I was doing an advance reading on trigonometry (identities, specifically) when I encountered these problems on verification:
$
(tan^3 x + sin x sec x -sin x cos x)/(sec x - cos x) = tan x sec x + sin x
$

$

(1 + sin 2B + cos 2B)/(1 + sin 2B - cos 2B) = cot B

$

$

(sin x + sin 3x + sin 5x + sin 7x)/(cos x + cos 3x + cos 5x + cos 7x) = tan 4x

$

I'll try to edit this when I come up with answers. Thanks for those who will help!

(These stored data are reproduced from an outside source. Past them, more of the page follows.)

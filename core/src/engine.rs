use std::sync::Arc;
use std::time::Instant;

use once_cell::sync::OnceCell;
use serde::Serialize;

use crate::bds::MeetingPathFinder;
use crate::bfs::ShortestPathFinder;
use crate::config::SearchConfig;
use crate::dfs::ExhaustivePathBuilder;
use crate::error::{Result, SearchError};
use crate::finder::{Algorithm, SearchOutcome, SinglePathFinder};
use crate::graph::{Recipe, RecipeGraph};
use crate::multi::{MultiPathOrchestrator, MultiPathResult};
use crate::path::Path;

/// Summary of the built graph.
#[derive(Debug, Clone, PartialEq, Serialize)]
#[serde(rename_all = "camelCase")]
pub struct GraphStats {
    pub element_count: usize,
    pub recipe_count: usize,
    pub duplicates_dropped: usize,
    pub build_time_ms: f64,
}

/// Everything that exists once the graph is built.
struct EngineState {
    graph: Arc<RecipeGraph>,
    bfs: Arc<ShortestPathFinder>,
    dfs: ExhaustivePathBuilder,
    bds: MeetingPathFinder,
    multi: MultiPathOrchestrator,
    build_time_ms: f64,
}

impl EngineState {
    fn build(config: &SearchConfig, recipes: Vec<Recipe>) -> Self {
        let start = Instant::now();
        let graph = Arc::new(RecipeGraph::build(recipes));
        let bfs = Arc::new(ShortestPathFinder::new(graph.clone(), config));
        Self {
            dfs: ExhaustivePathBuilder::new(graph.clone(), config),
            bds: MeetingPathFinder::new(bfs.clone()),
            multi: MultiPathOrchestrator::new(config),
            bfs,
            graph,
            build_time_ms: start.elapsed().as_secs_f64() * 1000.0,
        }
    }
}

/// Entry point for callers: owns the configuration, the recipe graph once
/// built, and one instance of each finder with its caches.
///
/// Every search returns [`SearchError::GraphNotInitialized`] until
/// [`build_graph`](Self::build_graph) has been called. The engine is
/// `Sync`; share it behind an `Arc` to search from several threads.
pub struct SearchEngine {
    config: SearchConfig,
    state: OnceCell<EngineState>,
}

impl SearchEngine {
    pub fn new(config: SearchConfig) -> Result<Self> {
        config.validate()?;
        Ok(Self {
            config,
            state: OnceCell::new(),
        })
    }

    /// Build the recipe graph. Only the first call has an effect; later
    /// calls return the existing graph and ignore their input.
    pub fn build_graph<I>(&self, recipes: I) -> &RecipeGraph
    where
        I: IntoIterator<Item = Recipe>,
    {
        let mut built = false;
        let state = self.state.get_or_init(|| {
            built = true;
            EngineState::build(&self.config, recipes.into_iter().collect())
        });
        if !built {
            tracing::info!("recipe graph already built, ignoring new input");
        }
        &state.graph
    }

    fn state(&self) -> Result<&EngineState> {
        self.state.get().ok_or(SearchError::GraphNotInitialized)
    }

    pub fn is_built(&self) -> bool {
        self.state.get().is_some()
    }

    pub fn graph(&self) -> Result<&RecipeGraph> {
        Ok(&self.state()?.graph)
    }

    pub fn stats(&self) -> Result<GraphStats> {
        let state = self.state()?;
        Ok(GraphStats {
            element_count: state.graph.element_count(),
            recipe_count: state.graph.recipe_count(),
            duplicates_dropped: state.graph.duplicates_dropped(),
            build_time_ms: state.build_time_ms,
        })
    }

    pub fn finder(&self, algorithm: Algorithm) -> Result<&dyn SinglePathFinder> {
        let state = self.state()?;
        let finder: &dyn SinglePathFinder = match algorithm {
            Algorithm::Bfs => state.bfs.as_ref(),
            Algorithm::Dfs => &state.dfs,
            Algorithm::Bds => &state.bds,
        };
        Ok(finder)
    }

    pub fn find_shortest_path(&self, target: &str) -> Result<SearchOutcome> {
        self.state()?.bfs.find_shortest_path(target)
    }

    pub fn find_path(&self, target: &str) -> Result<SearchOutcome> {
        self.state()?.dfs.find_path(target)
    }

    pub fn find_meeting_path(&self, target: &str) -> Result<SearchOutcome> {
        self.state()?.bds.find_meeting_path(target)
    }

    pub fn find_multiple_paths(
        &self,
        target: &str,
        max_paths: usize,
        algorithm: Algorithm,
    ) -> Result<MultiPathResult> {
        let state = self.state()?;
        let finder = self.finder(algorithm)?;
        state.multi.find_multiple_paths(finder, target, max_paths)
    }

    pub fn find_alternative_paths(
        &self,
        target: &str,
        existing: &[Recipe],
        max_paths: usize,
    ) -> Result<Vec<Path>> {
        self.state()?
            .dfs
            .find_alternative_paths(target, existing, max_paths)
    }

    /// Drop every memoized result. A no-op before the graph is built.
    pub fn reset_caches(&self) {
        if let Some(state) = self.state.get() {
            state.bfs.clear_cache();
            state.dfs.clear_caches();
            tracing::debug!("search caches cleared");
        }
    }
}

2. Originally Posted by azuresonata
I was doing an advance reading on trigonometry (identities, specifically) when I encountered these problems on verification:
$
(tan^3 x + sin x sec x -sin x cos x)/(sec x - cos x) = tan x sec x + sin x
$

Mr F says: At a glance, I'd suggest making the sustitutions ${\color{red}\tan x = \frac{\sin x}{\cos x}}$ and ${\color{red}\sec x = \frac{1}{\cos x}}$ on each side and then simplifying the resulting expressions.

$

(1 + sin 2B + cos 2B)/(1 + sin 2B - cos 2B) = cot B

$

Mr F says: At a glance I'd suggest substituting from the double angle formulae in the left hand side and simplifying the resulting expression.

$

(sin x + sin 3x + sin 5x + sin 7x)/(cos x + cos 3x + cos 5x + cos 7x) = tan 4x

$

I'll try to edit this when I come up with answers. Thanks for those who will help!
For the last, you can start by using the following identities (derivable from the compound angle formulae):

1. sin(A + B) + sin(A - B) = 2 sin A cos B.

From which it follows that:

sin(x) + sin(3x) = 2 sin(2x) cos(x)

sin(5x) + sin(7x) = 2 sin(6x) cos(x)

2. cos(A + B) + cos(A - B) = 2 cos A cos B.

From which it follows that

cos(x) + cos(3x) = ........

cos(5x) + cos(7x) = ......

3. ok for problems such like this knowing the standard identities is VERY useful, a list of them can be found here
Table of Trigonometric Identities

for example lets look at the first of your problems

looking at the denominator we can write it as
$\sec x - \cos x=\frac{1}{\cos x} - \cos x = \frac{1-cos^2 x}{\cos x} = \frac{sin^2x}{\cos x}=\tan x \sin x$

so the LHS becomes

$\frac{\tan^2x}{\sin x}+\frac{\sec x}{\tan x}-\frac{cos x}{\tan x}$

now writing tan x in terms of sine and cosine we have

$\frac{1}{\sin x}(\tan^2 x +1 -\cos^2 x)$

then using $\cos^2 x +\sin^2 x=1$

$\frac{1}{\sin x}(tan^2 x + sin^2 x)$

once again writing tan in terms of sine and cosine gives us the RHS

$\tan x \sec x + \sin x$

so all this topic is really is learning identities and practice (hence why this is deathly boring!)